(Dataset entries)
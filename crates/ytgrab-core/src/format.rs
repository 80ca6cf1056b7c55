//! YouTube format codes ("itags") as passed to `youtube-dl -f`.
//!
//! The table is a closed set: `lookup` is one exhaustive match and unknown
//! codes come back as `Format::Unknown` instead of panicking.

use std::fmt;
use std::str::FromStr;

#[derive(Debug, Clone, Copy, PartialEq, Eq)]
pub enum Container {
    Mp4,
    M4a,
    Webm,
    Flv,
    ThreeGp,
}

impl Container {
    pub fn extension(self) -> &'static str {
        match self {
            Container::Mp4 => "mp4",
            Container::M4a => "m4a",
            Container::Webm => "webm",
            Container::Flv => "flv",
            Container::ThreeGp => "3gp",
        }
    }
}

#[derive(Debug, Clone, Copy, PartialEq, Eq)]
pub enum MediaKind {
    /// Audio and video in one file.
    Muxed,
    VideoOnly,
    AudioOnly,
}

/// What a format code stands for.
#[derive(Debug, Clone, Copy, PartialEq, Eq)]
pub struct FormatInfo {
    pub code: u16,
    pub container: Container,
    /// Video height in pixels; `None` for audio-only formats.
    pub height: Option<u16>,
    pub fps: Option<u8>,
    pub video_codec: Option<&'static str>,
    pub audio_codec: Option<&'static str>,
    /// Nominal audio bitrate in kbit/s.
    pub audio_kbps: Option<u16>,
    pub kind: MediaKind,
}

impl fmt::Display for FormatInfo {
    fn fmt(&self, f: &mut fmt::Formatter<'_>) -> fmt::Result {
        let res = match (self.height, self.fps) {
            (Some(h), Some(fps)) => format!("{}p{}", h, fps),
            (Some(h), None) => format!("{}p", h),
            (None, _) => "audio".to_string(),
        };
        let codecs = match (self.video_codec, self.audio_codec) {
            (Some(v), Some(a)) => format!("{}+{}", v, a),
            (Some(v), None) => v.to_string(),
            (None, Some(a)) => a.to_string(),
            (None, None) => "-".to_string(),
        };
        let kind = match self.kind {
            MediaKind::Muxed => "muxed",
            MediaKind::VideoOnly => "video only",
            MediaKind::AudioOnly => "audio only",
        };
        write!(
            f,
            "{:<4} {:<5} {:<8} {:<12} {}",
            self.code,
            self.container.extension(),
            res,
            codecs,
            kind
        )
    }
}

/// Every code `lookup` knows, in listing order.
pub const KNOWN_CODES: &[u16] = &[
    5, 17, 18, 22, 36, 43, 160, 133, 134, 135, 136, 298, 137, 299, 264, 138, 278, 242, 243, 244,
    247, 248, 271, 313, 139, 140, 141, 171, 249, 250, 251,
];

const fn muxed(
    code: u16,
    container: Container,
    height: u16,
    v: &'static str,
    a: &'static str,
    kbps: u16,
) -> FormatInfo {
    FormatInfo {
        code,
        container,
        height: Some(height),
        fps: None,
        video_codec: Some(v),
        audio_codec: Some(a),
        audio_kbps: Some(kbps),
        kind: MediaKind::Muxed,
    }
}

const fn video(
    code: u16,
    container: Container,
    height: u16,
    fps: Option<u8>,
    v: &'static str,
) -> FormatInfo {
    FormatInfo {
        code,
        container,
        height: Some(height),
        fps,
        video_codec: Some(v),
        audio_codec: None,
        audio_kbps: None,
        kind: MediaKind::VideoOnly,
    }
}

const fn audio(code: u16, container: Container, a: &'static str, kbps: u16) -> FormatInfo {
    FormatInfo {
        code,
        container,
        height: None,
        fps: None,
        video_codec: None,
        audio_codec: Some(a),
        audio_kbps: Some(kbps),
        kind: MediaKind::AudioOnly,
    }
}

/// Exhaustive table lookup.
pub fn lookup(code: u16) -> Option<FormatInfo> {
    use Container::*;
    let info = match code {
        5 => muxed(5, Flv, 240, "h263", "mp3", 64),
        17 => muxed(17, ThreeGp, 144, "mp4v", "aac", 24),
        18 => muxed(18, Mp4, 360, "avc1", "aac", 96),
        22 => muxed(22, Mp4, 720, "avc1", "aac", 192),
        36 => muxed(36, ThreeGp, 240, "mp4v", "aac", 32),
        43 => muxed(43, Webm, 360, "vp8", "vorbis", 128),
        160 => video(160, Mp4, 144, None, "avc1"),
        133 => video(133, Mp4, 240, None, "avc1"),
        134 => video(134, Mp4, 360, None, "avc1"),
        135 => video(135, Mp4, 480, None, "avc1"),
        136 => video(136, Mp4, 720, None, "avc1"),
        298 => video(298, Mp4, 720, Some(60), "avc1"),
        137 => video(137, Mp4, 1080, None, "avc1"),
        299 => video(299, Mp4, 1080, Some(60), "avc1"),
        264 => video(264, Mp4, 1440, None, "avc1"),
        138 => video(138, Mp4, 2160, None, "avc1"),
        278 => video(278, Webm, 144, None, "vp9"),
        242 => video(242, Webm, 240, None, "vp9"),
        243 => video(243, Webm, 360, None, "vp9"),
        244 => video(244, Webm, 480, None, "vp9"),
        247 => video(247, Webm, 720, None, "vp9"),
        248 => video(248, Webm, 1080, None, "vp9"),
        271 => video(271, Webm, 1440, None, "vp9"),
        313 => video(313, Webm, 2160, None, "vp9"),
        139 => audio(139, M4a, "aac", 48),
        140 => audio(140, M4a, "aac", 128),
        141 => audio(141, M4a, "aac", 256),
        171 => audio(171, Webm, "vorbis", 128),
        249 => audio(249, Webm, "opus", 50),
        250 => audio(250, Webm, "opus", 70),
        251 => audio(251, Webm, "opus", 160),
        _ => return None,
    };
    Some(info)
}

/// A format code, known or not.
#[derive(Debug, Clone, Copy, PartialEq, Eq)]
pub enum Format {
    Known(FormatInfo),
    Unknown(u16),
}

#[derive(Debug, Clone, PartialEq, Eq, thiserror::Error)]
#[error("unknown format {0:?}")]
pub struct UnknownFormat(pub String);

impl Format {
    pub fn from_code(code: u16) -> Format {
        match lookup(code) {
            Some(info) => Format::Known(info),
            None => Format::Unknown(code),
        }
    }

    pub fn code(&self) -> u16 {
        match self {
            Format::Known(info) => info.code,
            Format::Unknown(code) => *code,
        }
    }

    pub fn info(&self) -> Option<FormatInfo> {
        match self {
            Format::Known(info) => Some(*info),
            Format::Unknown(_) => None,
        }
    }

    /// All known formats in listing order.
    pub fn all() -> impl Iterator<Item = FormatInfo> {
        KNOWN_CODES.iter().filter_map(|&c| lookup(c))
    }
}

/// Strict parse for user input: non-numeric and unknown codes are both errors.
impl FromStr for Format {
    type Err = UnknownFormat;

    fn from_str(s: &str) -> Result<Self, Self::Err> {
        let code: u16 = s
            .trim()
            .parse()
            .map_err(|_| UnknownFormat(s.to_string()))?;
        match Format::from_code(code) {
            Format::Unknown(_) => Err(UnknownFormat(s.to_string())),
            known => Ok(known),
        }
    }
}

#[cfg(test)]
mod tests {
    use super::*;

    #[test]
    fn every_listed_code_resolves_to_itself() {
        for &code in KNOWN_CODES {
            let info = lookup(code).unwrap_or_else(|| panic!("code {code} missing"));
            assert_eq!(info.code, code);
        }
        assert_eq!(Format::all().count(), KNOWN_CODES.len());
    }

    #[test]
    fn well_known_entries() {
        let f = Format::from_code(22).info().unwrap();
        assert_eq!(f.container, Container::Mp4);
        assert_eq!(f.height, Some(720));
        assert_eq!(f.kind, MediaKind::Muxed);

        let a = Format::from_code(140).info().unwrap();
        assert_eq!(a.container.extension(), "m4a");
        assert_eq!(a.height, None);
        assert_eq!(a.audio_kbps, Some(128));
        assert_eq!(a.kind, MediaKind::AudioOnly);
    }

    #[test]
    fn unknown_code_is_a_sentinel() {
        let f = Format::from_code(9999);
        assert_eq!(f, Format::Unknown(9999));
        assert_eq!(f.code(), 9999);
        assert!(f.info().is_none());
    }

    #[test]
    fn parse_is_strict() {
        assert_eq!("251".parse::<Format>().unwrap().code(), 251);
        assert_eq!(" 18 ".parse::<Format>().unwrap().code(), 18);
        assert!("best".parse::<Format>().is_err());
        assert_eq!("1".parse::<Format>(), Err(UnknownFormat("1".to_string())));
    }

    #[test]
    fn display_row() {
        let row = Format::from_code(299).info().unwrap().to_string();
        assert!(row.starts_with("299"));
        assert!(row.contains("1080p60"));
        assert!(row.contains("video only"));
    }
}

DIRECTIONS: Check all the records above and select each line where the string "order" is found.

SOLVED EXERCISE:
/// Every code `lookup` knows, in listing order.
    /// All known formats in listing order.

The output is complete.